On Thursday, Germany’s Deutsche Boerse and multi-country platform NYSE Euronext revealed they were in exclusive talks to merge to create the world’s largest exchange by revenues and profits.
And the consolidation drive isn’t limited to national stock exchanges. On Friday, two alternative European trading platforms – Chi-X, with 18 per cent of the cash equities market, and BATS Europe, with seven per cent market share – said they had extended merger talks started in December.
“This is like a game of chess and these are the first moves being played.

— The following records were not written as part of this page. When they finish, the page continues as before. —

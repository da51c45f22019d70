use std::rc::Rc;

use tracing::debug;

use super::dls::depth_limited_core;
use super::{Expansion, ExpansionCore, SearchAlgorithm, SearchState};
use crate::common::{Cell, RunStatus, SearchResult, StepEvent};
use crate::error::SearchError;
use crate::frontier::DepthBoundedStack;
use crate::map::Grid;

/// Iterative deepening: depth-limited searches with limits `0, 1, 2, ...`
/// until the target is found or `max_depth` has been tried. Each iteration
/// starts from an empty frontier and explored set.
pub struct Iddfs {
    grid: Rc<Grid>,
    max_depth: usize,
    iteration: ExpansionCore<DepthBoundedStack>,
    depth_limit: usize,
    iterations: usize,
    status: RunStatus,
    result: Option<SearchResult>,
}

impl Iddfs {
    /// Without `max_depth` the bound is the number of cells reachable from
    /// the start, which no simple path can reach.
    pub fn new(grid: Rc<Grid>, max_depth: Option<usize>) -> Self {
        let reachable = grid.reachable_count(grid.start());
        let max_depth = max_depth.map_or(reachable, |cap| cap.min(reachable));
        Iddfs {
            iteration: depth_limited_core(grid.clone(), 0),
            grid,
            max_depth,
            depth_limit: 0,
            iterations: 0,
            status: RunStatus::Ready,
            result: None,
        }
    }

    pub fn max_depth(&self) -> usize {
        self.max_depth
    }

    /// Depth limit of the running (or last) iteration.
    pub fn depth_limit(&self) -> usize {
        self.depth_limit
    }

    pub fn iterations(&self) -> usize {
        self.iterations
    }

    fn start_iteration(&mut self, depth_limit: usize) -> StepEvent {
        debug!("iddfs iteration with depth limit {depth_limit}");
        self.depth_limit = depth_limit;
        self.iterations += 1;
        self.iteration = depth_limited_core(self.grid.clone(), depth_limit);
        self.iteration.seed();
        StepEvent::IterationStarted { depth_limit }
    }
}

impl SearchAlgorithm for Iddfs {
    fn name(&self) -> &'static str {
        "iddfs"
    }

    fn status(&self) -> RunStatus {
        self.status
    }

    fn step(&mut self) -> Result<StepEvent, SearchError> {
        match self.status {
            RunStatus::Succeeded | RunStatus::Exhausted => {
                return Err(SearchError::state("iddfs has already finished"));
            }
            RunStatus::Ready => {
                self.status = RunStatus::Running;
                return Ok(self.start_iteration(0));
            }
            RunStatus::Running => {}
        }

        loop {
            if let Some(event) = self.iteration.next_event() {
                return Ok(event);
            }
            if let Some(result) = &self.result {
                self.status = match result {
                    SearchResult::PathFound { .. } => RunStatus::Succeeded,
                    SearchResult::Exhausted => RunStatus::Exhausted,
                };
                debug!(
                    "iddfs finished after {} iterations: {result:?}",
                    self.iterations
                );
                return Ok(result.to_event());
            }
            match self.iteration.expand_next() {
                Expansion::Expanded(_) => {}
                Expansion::ReachedGoal(cell) => self.result = Some(self.iteration.found(cell)),
                Expansion::Exhausted if self.depth_limit < self.max_depth => {
                    return Ok(self.start_iteration(self.depth_limit + 1));
                }
                Expansion::Exhausted => self.result = Some(SearchResult::Exhausted),
            }
        }
    }

    fn result(&self) -> Option<&SearchResult> {
        self.result.as_ref().filter(|_| self.status.is_terminal())
    }

    fn state(&self) -> &SearchState {
        self.iteration.state()
    }

    fn frontier(&self) -> Vec<Cell> {
        self.iteration.frontier_cells()
    }
}

#[cfg(test)]
mod tests {
    use super::*;
    use crate::algorithm::tests::*;
    use crate::algorithm::{Bfs, Dls};

    fn iteration_limits(events: &[StepEvent]) -> Vec<usize> {
        events
            .iter()
            .filter_map(|event| match event {
                StepEvent::IterationStarted { depth_limit } => Some(*depth_limit),
                _ => None,
            })
            .collect()
    }

    #[test]
    fn test_iddfs_neighbor_goal() {
        init_tracing();
        let grid = Rc::new(Grid::new(8, 8, &[], (4, 4), (3, 4)).unwrap());
        let mut iddfs = Iddfs::new(grid, Some(5));
        let events = run_to_end(&mut iddfs);

        assert_eq!(iteration_limits(&events), vec![0, 1]);
        assert_eq!(iddfs.iterations(), 2);
        assert_eq!(
            iddfs.result(),
            Some(&SearchResult::PathFound {
                path: vec![(4, 4), (3, 4)],
                cost: 1.0
            })
        );
    }

    #[test]
    fn test_iddfs_events_restart_each_iteration() {
        init_tracing();
        let grid = Rc::new(Grid::new(3, 3, &[], (0, 0), (0, 2)).unwrap());
        let mut iddfs = Iddfs::new(grid, None);
        let events = run_to_end(&mut iddfs);

        assert_eq!(events[0], StepEvent::IterationStarted { depth_limit: 0 });
        assert_eq!(
            events[1],
            StepEvent::NodeDiscovered {
                cell: (0, 0),
                discovered_from: None
            }
        );
        assert_eq!(events[2], StepEvent::NodeExpanded { cell: (0, 0) });
        assert_eq!(events[3], StepEvent::IterationStarted { depth_limit: 1 });
        assert_eq!(iteration_limits(&events), vec![0, 1, 2]);
        // The last iteration's state only holds its own expansions.
        assert_eq!(iddfs.depth_limit(), 2);
        assert_eq!(iddfs.state().depth_limit(), Some(2));
        assert_eq!(iddfs.state().explored()[0], (0, 0));
    }

    #[test]
    fn test_iddfs_matches_dls_at_solution_depth() {
        init_tracing();
        let obstacles: Vec<Cell> = (0..5).map(|row| (row, 2)).collect();
        let grid = Rc::new(Grid::new(6, 5, &obstacles, (0, 0), (0, 4)).unwrap());

        let mut bfs = Bfs::new(grid.clone());
        run_to_end(&mut bfs);
        let depth = bfs.result().and_then(|r| r.path()).unwrap().len() - 1;

        let mut iddfs = Iddfs::new(grid.clone(), None);
        let events = run_to_end(&mut iddfs);
        let iddfs_path = iddfs.result().and_then(|r| r.path()).unwrap();
        assert_valid_path(&grid, iddfs_path);
        assert_eq!(iddfs_path.len() - 1, depth);
        assert!(iddfs.iterations() <= depth + 1);
        assert_eq!(iteration_limits(&events), (0..=depth).collect::<Vec<_>>());

        let mut dls = Dls::new(grid, depth);
        run_to_end(&mut dls);
        assert_eq!(dls.result().and_then(|r| r.path()).unwrap().len() - 1, depth);
    }

    #[test]
    fn test_iddfs_wall_exhausts() {
        init_tracing();
        let grid = Rc::new(walled_grid());
        let mut iddfs = Iddfs::new(grid, None);
        let events = run_to_end(&mut iddfs);

        assert_eq!(events.last(), Some(&StepEvent::SearchFailed));
        assert_eq!(iddfs.max_depth(), 8);
        assert_eq!(iddfs.iterations(), 9);
    }

    #[test]
    fn test_iddfs_respects_max_depth_cap() {
        init_tracing();
        let grid = Rc::new(Grid::new(12, 12, &[], (0, 0), (11, 0)).unwrap());
        let mut iddfs = Iddfs::new(grid, Some(4));
        let events = run_to_end(&mut iddfs);

        assert_eq!(iteration_limits(&events), vec![0, 1, 2, 3, 4]);
        assert_eq!(iddfs.result(), Some(&SearchResult::Exhausted));
    }
}
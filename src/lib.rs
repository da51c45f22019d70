pub mod algorithm;
pub mod common;
pub mod config;
pub mod controller;
pub mod error;
pub mod frontier;
pub mod map;
pub mod scenario;
pub mod stat;
pub mod trace;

There are many more moves to be made and the outcome is far from clear,” said Alasdair Haynes, chief executive of Chi-X Europe.

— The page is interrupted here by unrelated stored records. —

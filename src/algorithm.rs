mod bfs;
mod bidirectional;
mod dfs;
mod dls;
mod expansion;
mod iddfs;
mod ucs;

pub use bfs::Bfs;
pub use bidirectional::Bidirectional;
pub use dfs::Dfs;
pub use dls::Dls;
pub use iddfs::Iddfs;
pub use ucs::Ucs;

pub use expansion::SingleRun;

use expansion::{Discovery, Expansion, ExpansionCore};

use std::collections::{HashMap, HashSet};

use crate::common::{Cell, Path, RunStatus, SearchResult, StepEvent};
use crate::error::SearchError;

/// A search that yields its trace one event per call.
///
/// Every run goes `Ready -> Running -> {Succeeded, Exhausted}`; once the
/// terminal event has been returned, `step` fails with `InvalidState`.
pub trait SearchAlgorithm {
    fn name(&self) -> &'static str;

    fn status(&self) -> RunStatus;

    fn step(&mut self) -> Result<StepEvent, SearchError>;

    fn result(&self) -> Option<&SearchResult>;

    /// Bookkeeping of the (forward) search.
    fn state(&self) -> &SearchState;

    /// Frontier cells in pop order.
    fn frontier(&self) -> Vec<Cell>;

    fn backward_state(&self) -> Option<&SearchState> {
        None
    }

    fn meeting_node(&self) -> Option<Cell> {
        None
    }
}

/// Per-run bookkeeping owned by one search direction.
#[derive(Debug, Clone, Default, PartialEq, Eq)]
pub struct SearchState {
    explored: Vec<Cell>,
    explored_set: HashSet<Cell>,
    parent: HashMap<Cell, Cell>,
    current: Option<Cell>,
    depth_limit: Option<usize>,
}

impl SearchState {
    pub(crate) fn with_depth_limit(depth_limit: usize) -> Self {
        SearchState {
            depth_limit: Some(depth_limit),
            ..Default::default()
        }
    }

    /// Explored cells in the order they were first expanded.
    pub fn explored(&self) -> &[Cell] {
        &self.explored
    }

    pub fn is_explored(&self, cell: Cell) -> bool {
        self.explored_set.contains(&cell)
    }

    pub fn parent_of(&self, cell: Cell) -> Option<Cell> {
        self.parent.get(&cell).copied()
    }

    pub fn current(&self) -> Option<Cell> {
        self.current
    }

    pub fn depth_limit(&self) -> Option<usize> {
        self.depth_limit
    }

    /// Makes `cell` current and records how it was reached. Returns `false`
    /// if it had already been explored.
    pub(crate) fn expand(&mut self, cell: Cell, parent: Option<Cell>) -> bool {
        self.current = Some(cell);
        if let Some(parent) = parent {
            self.parent.insert(cell, parent);
        }
        if self.explored_set.insert(cell) {
            self.explored.push(cell);
            true
        } else {
            false
        }
    }

    /// Follows parent links from `cell` back to the seed, returned seed first.
    pub fn path_to(&self, cell: Cell) -> Path {
        let mut path = vec![cell];
        let mut current = cell;
        while let Some(parent) = self.parent_of(current) {
            path.push(parent);
            current = parent;
        }
        path.reverse();
        path
    }
}

#[cfg(test)]
pub(crate) mod tests {
    use std::collections::HashSet;

    use tracing_subscriber;

    use super::*;
    use crate::map::Grid;

    pub(crate) fn init_tracing() {
        let _ = tracing_subscriber::fmt()
            .with_env_filter("debug")
            .with_test_writer()
            .try_init();
    }

    /// Drains `search` and returns every event, terminal one included.
    pub(crate) fn run_to_end(search: &mut dyn SearchAlgorithm) -> Vec<StepEvent> {
        let mut events = Vec::new();
        loop {
            let event = search.step().unwrap();
            let terminal = event.is_terminal();
            events.push(event);
            if terminal {
                break;
            }
        }
        assert!(matches!(search.step(), Err(SearchError::InvalidState(_))));
        events
    }

    pub(crate) fn expanded_cells(events: &[StepEvent]) -> Vec<Cell> {
        events
            .iter()
            .filter_map(|event| match event {
                StepEvent::NodeExpanded { cell } => Some(*cell),
                _ => None,
            })
            .collect()
    }

    /// Checks that `path` runs Start to Target over valid moves without
    /// repeating a cell.
    pub(crate) fn assert_valid_path(grid: &Grid, path: &[Cell]) {
        assert_eq!(path.first(), Some(&grid.start()));
        assert_eq!(path.last(), Some(&grid.target()));
        for pair in path.windows(2) {
            let neighbors: Vec<Cell> = grid
                .neighbors_in_order(pair[0])
                .into_iter()
                .map(|(_, cell)| cell)
                .collect();
            assert!(neighbors.contains(&pair[1]), "invalid move {pair:?}");
        }
        let unique: HashSet<&Cell> = path.iter().collect();
        assert_eq!(unique.len(), path.len(), "path repeats a cell: {path:?}");
    }

    /// Every explored cell was expanded before it became part of `explored`,
    /// and `explored` never lists a cell twice.
    pub(crate) fn assert_explored_matches_events(state: &SearchState, events: &[StepEvent]) {
        let mut first_expansions = Vec::new();
        for cell in expanded_cells(events) {
            if !first_expansions.contains(&cell) {
                first_expansions.push(cell);
            }
        }
        assert_eq!(state.explored(), first_expansions.as_slice());
    }

    /// Four-row grid split by a full-width wall on row 2.
    pub(crate) fn walled_grid() -> Grid {
        let wall: Vec<Cell> = (0..4).map(|col| (2, col)).collect();
        Grid::new(5, 4, &wall, (0, 1), (4, 2)).unwrap()
    }

    #[test]
    fn test_path_to_follows_parents() {
        let mut state = SearchState::default();
        state.expand((0, 0), None);
        state.expand((0, 1), Some((0, 0)));
        state.expand((1, 2), Some((0, 1)));
        assert!(!state.expand((0, 1), Some((0, 0))));

        assert_eq!(state.path_to((1, 2)), vec![(0, 0), (0, 1), (1, 2)]);
        assert_eq!(state.explored(), &[(0, 0), (0, 1), (1, 2)]);
        assert_eq!(state.current(), Some((0, 1)));
    }
}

“We have always said we expect to see consolidation lead to the emergence of about four to five big pan-European or indeed global groups.”
Analysts are now speculating that US and Asian exchanges may be next on the consolidation trail, with moves anticipated from the US Nasdaq and China’s Hong Kong Exchanges and Clearing.
Shares of stock exchanges globally have soared and emerging market bourses, from Bombay to Rio, are looking increasingly like targets.
The consolidation comes in the wake of US and EU competition regulation brought in over the past three years to put an end to national stock exchanges’ monopolistic positions.
In Europe, the EU Markets in Financial Instruments Directive (MiFID) allowed multilateral alternative venues to set up cheaply and easily, while the US National Market System regulation forced exchanges to pass equity trades through the cheapest provider.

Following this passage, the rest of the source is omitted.